There are many things to look at before making a judgment about the case, he said.
During his speech, Mayor Timothy Hancock urged prayers for the Martin family, and for the family of shooter Zimmerman.
"Many of us have family members (whose actions) affect us," he said.
But the mayor said he had one major question.
"Why did this young man (Zimmerman) have a weapon in his hand in the first place?" he asked.
Hancock said it shouldn't be necessary for a neighborhood watch captain to carry a loaded gun, no matter what part of the country they are in.
Hancock also questioned the lack of communication about the investigation.

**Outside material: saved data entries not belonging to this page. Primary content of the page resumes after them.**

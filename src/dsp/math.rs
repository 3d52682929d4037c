/// Floored modulo: maps any finite `value` into `[0, modulus)`.
///
/// Unlike `%`, negative inputs wrap to the top of the range, so a cursor
/// moving backwards past zero lands on `modulus - step`.
#[inline]
pub fn wrap(value: f64, modulus: f64) -> f64 {
    let r = value.rem_euclid(modulus);
    // rem_euclid rounds tiny negative inputs up to exactly `modulus`
    if r >= modulus {
        0.0
    } else {
        r
    }
}

/// Linear interpolation between `a` and `b` by `t` in `[0, 1)`.
#[inline]
pub fn lerp(a: f32, b: f32, t: f32) -> f32 {
    a + t * (b - a)
}
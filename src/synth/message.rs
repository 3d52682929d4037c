#[cfg(feature = "rtrb")]
use rtrb::Consumer;

use crate::dsp::EnvelopeParams;

#[derive(Debug, Copy, Clone, PartialEq)]
pub enum SynthMessage {
    NoteOn { note: u8, velocity: u8 },
    NoteOff { note: u8, velocity: u8 },
    AllNotesOff { allow_tail_off: bool },
    /// Reshape every voice's envelope. Ignored if nothing changed.
    SetEnvelope(EnvelopeParams),
}

/// A message scheduled at a frame offset inside the current block.
#[derive(Debug, Copy, Clone, PartialEq)]
pub struct NoteEvent {
    pub offset: usize,
    pub message: SynthMessage,
}

impl NoteEvent {
    pub fn new(offset: usize, message: SynthMessage) -> Self {
        Self { offset, message }
    }

    pub fn note_on(offset: usize, note: u8, velocity: u8) -> Self {
        Self::new(offset, SynthMessage::NoteOn { note, velocity })
    }

    pub fn note_off(offset: usize, note: u8) -> Self {
        Self::new(offset, SynthMessage::NoteOff { note, velocity: 0 })
    }
}

pub trait MessageReceiver {
    fn pop(&mut self) -> Option<SynthMessage>;
}

#[cfg(feature = "rtrb")]
impl MessageReceiver for Consumer<SynthMessage> {
    fn pop(&mut self) -> Option<SynthMessage> {
        Consumer::pop(self).ok()
    }
}
use crate::{
    dsp::{math::wrap, Envelope, EnvelopeParams, RingRecorder},
    error::{ConfigError, Result},
    synth::sound::Sound,
};

#[derive(Debug, Clone, Copy, PartialEq, Eq)]
pub enum VoiceState {
    Free,      // Available for allocation
    Active,    // Playing, envelope in attack/decay/sustain
    Releasing, // Key released, envelope in release phase
}

/// One unit of polyphony: a read cursor per channel into the shared
/// [`RingRecorder`] plus an amplitude envelope.
///
/// The voice never owns the recorder. It is handed a reference on every
/// [`render`](Self::render) call, so the recorder always outlives the read.
pub struct GrainVoice {
    note: u8,
    velocity: u8,
    state: VoiceState,
    age: u64,

    envelope: Envelope,
    gain: f32,

    read_pos: Vec<f64>,
    playback_rate: f64,

    // channels x block_size, reused every render
    scratch: Vec<Vec<f32>>,
    block_size: usize,
    prepared: bool,
}

impl GrainVoice {
    pub fn new(sample_rate: f32) -> Self {
        Self {
            note: 0,
            velocity: 0,
            state: VoiceState::Free,
            age: 0,
            envelope: Envelope::new(sample_rate),
            gain: 1.0,
            read_pos: Vec::new(),
            playback_rate: 1.0,
            scratch: Vec::new(),
            block_size: 0,
            prepared: false,
        }
    }

    /// Allocate scratch storage for `channels` x `block_size` frames and
    /// silence the voice. Control path only.
    pub fn prepare(&mut self, sample_rate: f32, block_size: usize, channels: usize) -> Result<()> {
        if channels == 0 {
            return Err(ConfigError::InvalidChannelCount(channels));
        }
        if block_size == 0 {
            return Err(ConfigError::InvalidBlockSize(block_size));
        }
        if !sample_rate.is_finite() || sample_rate <= 0.0 {
            return Err(ConfigError::InvalidSampleRate(sample_rate));
        }

        self.envelope.set_sample_rate(sample_rate);
        self.scratch = vec![vec![0.0; block_size]; channels];
        self.block_size = block_size;
        self.read_pos.resize(channels, 0.0);
        self.reset();
        self.prepared = true;
        Ok(())
    }

    /// Point every channel's cursor `lookback` frames behind the recorder's
    /// write cursor, so playback starts in recently recorded audio.
    pub fn bind(&mut self, recorder: &RingRecorder, lookback: usize) {
        let capacity = recorder.capacity() as f64;
        self.read_pos.resize(recorder.channels(), 0.0);

        for (ch, pos) in self.read_pos.iter_mut().enumerate() {
            let write = recorder.write_position(ch) as f64;
            *pos = wrap(write - lookback as f64, capacity);
        }
    }

    pub fn can_play(&self, sound: &Sound) -> bool {
        matches!(sound, Sound::Granular)
    }

    /// Trigger the envelope. Read position and rate are left to the caller.
    pub fn start(&mut self, note: u8, velocity: u8, age: u64) {
        self.note = note;
        self.velocity = velocity;
        self.state = VoiceState::Active;
        self.age = age;
        self.envelope.note_on();
    }

    /// Release the note. A hard stop (`allow_tail_off == false`) frees the
    /// voice immediately.
    pub fn stop(&mut self, _velocity: u8, allow_tail_off: bool) {
        if self.state == VoiceState::Free {
            return;
        }

        self.envelope.note_off(allow_tail_off);

        if self.envelope.is_active() {
            self.state = VoiceState::Releasing;
        } else {
            self.free();
        }
    }

    /// Add `num_samples` frames of grain playback into `out` starting at
    /// `start_sample`. No-op while the voice is free.
    pub fn render<B: AsMut<[f32]>>(
        &mut self,
        recorder: &RingRecorder,
        out: &mut [B],
        start_sample: usize,
        num_samples: usize,
    ) {
        if !self.is_active() || !self.prepared {
            return;
        }

        let channels = self
            .scratch
            .len()
            .min(self.read_pos.len())
            .min(recorder.channels())
            .min(out.len());

        let available = out[..channels]
            .iter_mut()
            .map(|buf| buf.as_mut().len())
            .min()
            .map_or(num_samples, |len| len.saturating_sub(start_sample));
        let num_samples = num_samples.min(available);

        let capacity = recorder.capacity() as f64;
        let rate = self.playback_rate;
        let mut done = 0;

        while done < num_samples {
            let n = (num_samples - done).min(self.block_size);

            // Read every channel first so all channels see the same envelope
            for ch in 0..channels {
                let pos = &mut self.read_pos[ch];
                for sample in self.scratch[ch][..n].iter_mut() {
                    *sample = recorder.read_interpolated(ch, *pos);
                    *pos = wrap(*pos + rate, capacity);
                }
            }

            for i in 0..n {
                let amp = self.envelope.tick() * self.gain;
                for track in self.scratch[..channels].iter_mut() {
                    track[i] *= amp;
                }
            }

            let offset = start_sample + done;
            for (ch, track) in self.scratch[..channels].iter().enumerate() {
                let dest = &mut out[ch].as_mut()[offset..offset + n];
                for (d, s) in dest.iter_mut().zip(&track[..n]) {
                    *d += s;
                }
            }

            done += n;
        }

        if !self.envelope.is_active() {
            self.free();
        }
    }

    /// Silence the envelope and return to the free pool.
    pub fn reset(&mut self) {
        self.envelope.reset();
        self.free();
    }

    pub fn free(&mut self) {
        self.state = VoiceState::Free;
        self.note = 0;
        self.velocity = 0;
    }

    pub fn configure_envelope(&mut self, params: EnvelopeParams) -> Result<()> {
        self.envelope.configure(params)
    }

    pub fn envelope_params(&self) -> EnvelopeParams {
        self.envelope.params()
    }

    /// Non-finite rates are ignored and the previous rate is kept.
    pub fn set_playback_rate(&mut self, rate: f64) {
        if rate.is_finite() {
            self.playback_rate = rate;
        }
    }

    pub fn playback_rate(&self) -> f64 {
        self.playback_rate
    }

    pub fn set_gain(&mut self, gain: f32) {
        self.gain = gain;
    }

    /// Move one channel's cursor. Ignored for channels the voice does not have.
    pub fn set_read_position(&mut self, channel: usize, position: f64) {
        if let Some(pos) = self.read_pos.get_mut(channel) {
            *pos = position;
        }
    }

    pub fn read_position(&self, channel: usize) -> Option<f64> {
        self.read_pos.get(channel).copied()
    }

    pub fn is_free(&self) -> bool {
        self.state == VoiceState::Free
    }

    pub fn is_active(&self) -> bool {
        matches!(self.state, VoiceState::Active | VoiceState::Releasing)
    }

    pub fn level(&self) -> f32 {
        self.envelope.level()
    }

    pub fn note(&self) -> u8 {
        self.note
    }

    pub fn velocity(&self) -> u8 {
        self.velocity
    }

    pub fn age(&self) -> u64 {
        self.age
    }

    pub fn state(&self) -> VoiceState {
        self.state
    }
}
//! Low-level DSP primitives used by the grain voices.
//!
//! Everything here is allocation-free once configured and safe to call from
//! the audio callback. Allocation only happens in the `configure` methods,
//! which belong to the control path.

/// Attack/decay/sustain/release envelope generator.
pub mod envelope;
/// Floored wrap and linear interpolation helpers.
pub mod math;
/// Fixed-capacity circular recorder with fractional reads.
pub mod recorder;

pub use envelope::{Envelope, EnvelopeParams, EnvelopeStage};
pub use recorder::RingRecorder;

"(I) wonder why, the (police) department couldn't tell ... this nation something other than what they have said - which is absolutely nothing," said Hancock, after which the crowd erupted in applause.
Several area religious leaders took turns leading the group in prayers for the family, the nation, and the judicial system, including Rev. Gettes Marshall from Cornerstone Baptist Church, Dr. George Fennell from Comanche Chapel at Fort Hood, and Pastor David Reynolds.
Pastor Harold Vanarsdale of Christ Cathedral in Harker Heights said he was tapped to pray for the police.
"That's tough," he said. Vanarsdale said he was in Los Angeles during the Watts riots in 1965, when police officers beat his mother. Some may wonder how he can pray for the police now, he said.
"They serve and protect us. They need our prayers," he said. "Many have given their lives for others. I can't help but pray for them."
As the light dulled in the horizon, the crowd lit candles in Martin's memory. Reynolds said the candles were lit as a symbol of Martin's lost life.
"Long after the hoodies are taken off, a family is still in mourning," he said.